Placed in context, you know, of them attacking Anglophile centres of culture, like the Jockey Club. Seems to be a theme there. So at the end of all this, there was really only one strand to tie up, and that is the body. Yeah. So the new president, Jorge Videla, General Videla, who launches the Dirty War, he wouldn't move into his palace at first because…

They've now two Perron bodies in there hanging around. Not the general. Well, has he been embalmed or is he smelling or? I assume he'd been embalmed in some way. Evita is there as well. That is so weird. Fadella, who's a very hard man, says, look, I'm not living there with two of them. I mean, that's mad.

So they eventually agreed that she would move to a family vault in 1976 in the Recoleta Cemetery, which is the famous sort of very spooky looking cemetery, amazing cemetery, kind of these ornate tombs and memorials in Buenos Aires. And when you go there, I mean, I've been there. It's not one of the spectacular vaults and her name is quite small. There's just a little plaque.

But the story is in the vault, there was a trap door in the floor and that goes down to a subterranean compartment. And that's where the body is. No, there's another trap door.

And then that goes down to another compartment and there is only one key. And the key to that second trapdoor was given to Evita's sister. And is that the one that is proof against a nuclear missile? Supposedly, yeah. And you don't know whether this is, I mean, who knows. If Buenos Aires was ever to come under nuclear attack, this would be the one thing that would survive. And as Evita's biographers, Nicholas Fraser and Marisa Navarro say, the fact that it is down there reflects a fear.

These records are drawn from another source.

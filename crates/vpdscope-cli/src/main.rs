use std::io::{self, Write};
use std::path::{Path, PathBuf};
use std::process::ExitCode;

use anyhow::{Context, Result};
use clap::{ArgAction, Args, Parser, Subcommand};
use glob::glob;
use serde::Serialize;
use tracing_subscriber::EnvFilter;
use vpdscope_core::pages::{self, PageEntry};
use vpdscope_core::render::{RenderOptions, render_diagnostics, render_error, render_hex, render_text};
use vpdscope_core::{CaptureFetcher, DecodeError, DecodeOptions, Dispatcher, PageReport, PageRequest};

const LONG_VERSION: &str = concat!(
    env!("CARGO_PKG_VERSION"),
    " (commit ",
    env!("VPDSCOPE_BUILD_COMMIT"),
    ", ",
    env!("VPDSCOPE_BUILD_DATE"),
    ")"
);

const EXAMPLES: &str = "Examples:\n  vpdscope decode capture/ -p di\n  vpdscope decode capture/ -ii\n  vpdscope decode capture/ -p 0xb0 --json --pretty\n  vpdscope pages";

const SUPPORTED_PAGES: u8 = 0x00;
const DEVICE_IDENTIFICATION: u8 = 0x83;
// Device identification subvalue: logical unit designators only.
const DI_LOGICAL_UNIT: u8 = 0x01;

#[derive(Parser, Debug)]
#[command(name = "vpdscope")]
#[command(version, long_version = LONG_VERSION)]
#[command(
    about = "Offline decoder for SCSI Vital Product Data (VPD) pages.",
    long_about = None,
    after_help = EXAMPLES
)]
struct Cli {
    #[command(subcommand)]
    command: Commands,
}

#[derive(Subcommand, Debug)]
enum Commands {
    /// Decode one VPD page from a capture directory or a single response file.
    #[command(after_help = EXAMPLES)]
    Decode(DecodeArgs),
    /// List the known VPD pages with their acronyms.
    #[command(alias = "enumerate")]
    Pages {
        /// Emit the page table as JSON
        #[arg(long)]
        json: bool,
    },
}

#[derive(Args, Debug)]
struct DecodeArgs {
    /// Capture directory (vpd_XX.bin files) or a single response file
    input: PathBuf,

    /// Page acronym, or page code (decimal or 0x hex) with an optional ",subvalue"
    #[arg(short = 'p', long)]
    page: Option<String>,

    /// Device identification page; twice for the short logical unit designator
    #[arg(short = 'i', long, action = ArgAction::Count)]
    ident: u8,

    /// Break identifiers into their fields
    #[arg(short = 'l', long)]
    long: bool,

    /// Omit page titles and list only externally usable identifiers
    #[arg(short = 'q', long)]
    quiet: bool,

    /// Hex dump of the whole response
    #[arg(short = 'H', long)]
    hex: bool,

    /// Write the response bytes unchanged
    #[arg(short = 'r', long)]
    raw: bool,

    /// Emit a versioned JSON report
    #[arg(long, conflicts_with_all = ["hex", "raw"])]
    json: bool,

    /// Pretty-print JSON output
    #[arg(long, requires = "json")]
    pretty: bool,

    /// Increase verbosity (-v debug logging, -vv trace)
    #[arg(short = 'v', long, action = ArgAction::Count)]
    verbose: u8,
}

fn main() -> ExitCode {
    let cli = Cli::parse();

    let result = match cli.command {
        Commands::Decode(args) => {
            init_tracing(args.verbose);
            cmd_decode(&args)
        }
        Commands::Pages { json } => {
            init_tracing(0);
            cmd_pages(json)
        }
    };

    match result {
        Ok(()) => ExitCode::SUCCESS,
        Err(err) => {
            eprintln!("error: {}", err.message);
            if let Some(hint) = err.hint {
                eprintln!("hint: {}", hint);
            }
            ExitCode::from(2)
        }
    }
}

#[derive(Debug)]
struct CliError {
    message: String,
    hint: Option<String>,
}

impl CliError {
    fn new(message: impl Into<String>, hint: Option<String>) -> Self {
        Self {
            message: message.into(),
            hint,
        }
    }
}

impl std::fmt::Display for CliError {
    fn fmt(&self, f: &mut std::fmt::Formatter<'_>) -> std::fmt::Result {
        write!(f, "{}", self.message)
    }
}

impl std::error::Error for CliError {}

impl From<anyhow::Error> for CliError {
    fn from(err: anyhow::Error) -> Self {
        CliError::new(format!("{err:#}"), None)
    }
}

/// RUST_LOG wins over the -v count.
fn init_tracing(verbose: u8) {
    let default = match verbose {
        0 => "error",
        1 => "debug",
        _ => "trace",
    };
    let filter = EnvFilter::try_from_default_env().unwrap_or_else(|_| EnvFilter::new(default));
    let _ = tracing_subscriber::fmt()
        .with_env_filter(filter)
        .with_writer(io::stderr)
        .with_target(false)
        .compact()
        .try_init();
}

fn cmd_decode(args: &DecodeArgs) -> Result<(), CliError> {
    if args.hex && args.raw {
        return Err(CliError::new(
            "cannot use --hex and --raw together",
            Some("choose one output format".to_string()),
        ));
    }
    let input = resolve_input_path(&args.input)?;
    validate_input(&input)?;

    let (request, abridged) = resolve_request(args.page.as_deref(), args.ident, args.long)?;
    let quiet = args.quiet || abridged;
    let options = DecodeOptions { quiet };
    tracing::debug!(
        input = %input.display(),
        page_code = request.page_code,
        subvalue = ?request.subvalue,
        pdt_hint = ?request.pdt_hint,
        "decoding"
    );

    if args.json {
        let report = vpdscope_core::decode_capture(&input, std::slice::from_ref(&request), options)
            .with_context(|| format!("Failed to read capture: {}", input.display()))?;
        let json = serialize_json(&report, args.pretty)?;
        write_stdout(json.as_bytes())?;
        write_stdout(b"\n")?;
        return match report.failures.first() {
            None => Ok(()),
            Some(failure) => Err(CliError::new(
                format!("decoding VPD page 0x{:02x} failed: {}", failure.page_code, failure.message),
                Some("the report lists the failure and any partial decode".to_string()),
            )),
        };
    }

    let mut fetcher = CaptureFetcher::open(&input)
        .with_context(|| format!("Failed to open capture: {}", input.display()))?;
    let render = RenderOptions {
        long: args.long,
        verbose: args.verbose > 0,
        quiet,
    };
    match Dispatcher::new().decode_page(&mut fetcher, &request, options) {
        Ok(report) => write_page(&report, args, &render),
        Err(err) => {
            if let Some(partial) = err.partial() {
                write_page(partial, args, &render)?;
            }
            eprint!("{}", render_error(&err, &render));
            Err(decode_failure(&err, request.page_code))
        }
    }
}

fn cmd_pages(json: bool) -> Result<(), CliError> {
    if json {
        #[derive(Serialize)]
        struct PageListing {
            pages: &'static [PageEntry],
        }
        let listing = PageListing {
            pages: pages::entries(),
        };
        let json = serialize_json(&listing, true)?;
        write_stdout(json.as_bytes())?;
        return write_stdout(b"\n");
    }
    let mut out = String::from("Standard VPD pages:\n");
    for entry in pages::entries() {
        out.push_str(&format!(
            "  {:<10} 0x{:02x}      {}\n",
            entry.acronym, entry.code, entry.name
        ));
    }
    write_stdout(out.as_bytes())
}

fn write_page(report: &PageReport, args: &DecodeArgs, render: &RenderOptions) -> Result<(), CliError> {
    if args.raw {
        write_stdout(&report.raw)?;
    } else if args.hex {
        write_stdout(render_hex(report, render).as_bytes())?;
    } else {
        write_stdout(render_text(report, render).as_bytes())?;
    }
    eprint!("{}", render_diagnostics(report));
    Ok(())
}

fn decode_failure(err: &DecodeError, page_code: u8) -> CliError {
    let hint = match err {
        DecodeError::Io(_) => "check that the capture holds a vpd_XX.bin file for this page",
        DecodeError::Malformed { .. } => "run with -v to see the start of the response",
        DecodeError::Unsupported { .. } => "use --hex or --raw to inspect the response",
    };
    CliError::new(
        format!("decoding VPD page 0x{page_code:02x} failed"),
        Some(hint.to_string()),
    )
}

fn serialize_json<T: Serialize>(value: &T, pretty: bool) -> Result<String, CliError> {
    if pretty {
        serde_json::to_string_pretty(value)
            .context("JSON serialization failed")
            .map_err(Into::into)
    } else {
        serde_json::to_string(value)
            .context("JSON serialization failed")
            .map_err(Into::into)
    }
}

fn write_stdout(bytes: &[u8]) -> Result<(), CliError> {
    let mut out = io::stdout().lock();
    out.write_all(bytes)
        .and_then(|()| out.flush())
        .context("Failed to write to stdout")
        .map_err(Into::into)
}

/// Page request from `-p`/`-i`, plus whether the abridged listing is forced.
///
/// `-i` overrides `-p`; with neither, the supported pages list is decoded.
fn resolve_request(page: Option<&str>, ident: u8, long: bool) -> Result<(PageRequest, bool), CliError> {
    if ident > 0 {
        let request = PageRequest::new(DEVICE_IDENTIFICATION);
        if ident > 1 {
            return Ok((request.with_subvalue(DI_LOGICAL_UNIT), !long));
        }
        return Ok((request, false));
    }
    match page {
        Some(text) => parse_page(text).map(|request| (request, false)),
        None => Ok((PageRequest::new(SUPPORTED_PAGES), false)),
    }
}

fn parse_page(text: &str) -> Result<PageRequest, CliError> {
    let text = text.trim();
    if text.starts_with(|c: char| c.is_ascii_alphabetic()) {
        let entry = pages::find_by_acronym(text).ok_or_else(|| {
            CliError::new(
                format!("abbreviation '{text}' doesn't match a VPD page"),
                Some("run `vpdscope pages` to list the known acronyms".to_string()),
            )
        })?;
        let mut request = PageRequest::new(entry.code);
        if entry.subvalue != 0 {
            request = request.with_subvalue(entry.subvalue);
        }
        if let Some(pdt) = entry.pdt {
            request = request.with_pdt_hint(pdt);
        }
        return Ok(request);
    }

    let (code, subvalue) = match text.split_once(',') {
        Some((code, subvalue)) => (code, Some(subvalue)),
        None => (text, None),
    };
    let code = parse_number(code).ok_or_else(|| {
        CliError::new(
            format!("bad page code value '{code}'"),
            Some("expected 0..255, decimal or with a 0x prefix".to_string()),
        )
    })?;
    let mut request = PageRequest::new(code);
    if let Some(subvalue) = subvalue {
        let subvalue = parse_number(subvalue).ok_or_else(|| {
            CliError::new(
                format!("bad subvalue '{subvalue}'"),
                Some("expected 0..255, decimal or with a 0x prefix".to_string()),
            )
        })?;
        request = request.with_subvalue(subvalue);
    }
    Ok(request)
}

/// Decimal, `0x`-prefixed hex, or hex with an `h` suffix.
fn parse_number(text: &str) -> Option<u8> {
    let text = text.trim();
    let value = if let Some(hex) = text.strip_prefix("0x").or_else(|| text.strip_prefix("0X")) {
        u32::from_str_radix(hex, 16).ok()?
    } else if let Some(hex) = text.strip_suffix('h').or_else(|| text.strip_suffix('H')) {
        u32::from_str_radix(hex, 16).ok()?
    } else {
        text.parse::<u32>().ok()?
    };
    u8::try_from(value).ok()
}

fn validate_input(input: &Path) -> Result<(), CliError> {
    if !input.exists() {
        return Err(CliError::new(
            format!("input not found: {}", input.display()),
            Some("pass a capture directory of vpd_XX.bin files or a single response file".to_string()),
        ));
    }
    Ok(())
}

fn resolve_input_path(input: &Path) -> Result<PathBuf, CliError> {
    let pattern = input.to_string_lossy();
    if !is_glob_pattern(&pattern) {
        return Ok(input.to_path_buf());
    }

    let mut matches = Vec::new();
    let paths = glob(&pattern).map_err(|err| {
        CliError::new(
            format!("invalid input pattern '{}'", pattern),
            Some(format!("pattern error: {}", err.msg)),
        )
    })?;
    for entry in paths {
        let path = entry.map_err(|err| {
            CliError::new(
                format!("invalid input pattern '{}'", pattern),
                Some(format!("pattern error: {}", err)),
            )
        })?;
        if path.exists() {
            matches.push(path);
        }
    }

    if matches.is_empty() {
        return Err(CliError::new(
            format!("no captures match pattern '{}'", pattern),
            Some("check the path or quote the pattern".to_string()),
        ));
    }
    if matches.len() > 1 {
        let listed = matches
            .iter()
            .take(3)
            .map(|p| p.display().to_string())
            .collect::<Vec<_>>()
            .join(", ");
        let more = if matches.len() > 3 { ", ..." } else { "" };
        return Err(CliError::new(
            format!(
                "multiple captures match pattern '{}' ({} matches); matches: {listed}{more}",
                pattern,
                matches.len()
            ),
            Some("pass a single capture, or run once per capture".to_string()),
        ));
    }

    Ok(matches.remove(0))
}

fn is_glob_pattern(input: &str) -> bool {
    input.contains('*') || input.contains('?') || input.contains('[')
}

#[cfg(test)]
mod tests {
    use super::*;

    #[test]
    fn page_numbers_accept_decimal_and_hex() {
        assert_eq!(parse_number("131"), Some(0x83));
        assert_eq!(parse_number("0x83"), Some(0x83));
        assert_eq!(parse_number("83h"), Some(0x83));
        assert_eq!(parse_number("256"), None);
        assert_eq!(parse_number("0xzz"), None);
    }

    #[test]
    fn acronym_carries_subvalue_and_device_type() {
        let request = parse_page("di_port").unwrap();
        assert_eq!((request.page_code, request.subvalue), (0x83, Some(0x02)));
        let request = parse_page("sad").unwrap();
        assert_eq!((request.page_code, request.pdt_hint), (0xb0, Some(0x01)));
        assert!(parse_page("nope").is_err());
    }

    #[test]
    fn numeric_page_with_subvalue() {
        let request = parse_page("0x83,2").unwrap();
        assert_eq!((request.page_code, request.subvalue), (0x83, Some(0x02)));
        assert!(parse_page("0x83,300").is_err());
    }

    #[test]
    fn double_ident_selects_logical_unit_abridged() {
        let (request, abridged) = resolve_request(Some("sn"), 2, false).unwrap();
        assert_eq!((request.page_code, request.subvalue), (0x83, Some(DI_LOGICAL_UNIT)));
        assert!(abridged);
        let (_, abridged) = resolve_request(None, 2, true).unwrap();
        assert!(!abridged);
        let (request, _) = resolve_request(None, 0, false).unwrap();
        assert_eq!(request.page_code, 0x00);
    }
}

A fear that one day that the body will disappear from the tomb and that the woman, or rather the myth of the woman, will reappear. So, Dominic, I mean, one last obvious question. Who has the key now? I knew you'd ask that. I don't know. Does Javier Millay have the key?

I mean, basically, do you know what? He seems so much more comprehensible with his chainsaw and his mad antics against the backdrop of all this. Maybe he's got it and at some point will unlock it and the corpse of Evita will appear to save her people. I can't think of many other historical figures. Alexandra is probably the only one where you could actually do an episode about their body and the

their sort of political significance and their, frankly, supernatural significance that is attached to the body after their death. It's so redolent of the madness of the 70s, isn't it? Yeah. It's like a horror film. It's got all those kind of elements. I mean, I suppose the themes and the quality of films in that period are informed by the politics, but also the politics perhaps is informed by the films. Well, Evita's politics were informed by the popular culture of the tango and the soap operas that she'd grown up with. A theme throughout this is the interface between

politics and culture. But there's no way, there's no radio soap opera of the 1940s that ends with such a bizarre twist of events as that business with the warlock, the body, the honey, the angel Gabriel and all that stuff. I mean, nobody saw that coming. What a strange story. A very, very strange story. Thank you so much, Dominic, for all that. Absolutely, I mean, amazing story. So we hope you've all enjoyed it. Dominic, thanks ever so much and hasta luego. Hasta luego. Hasta luego.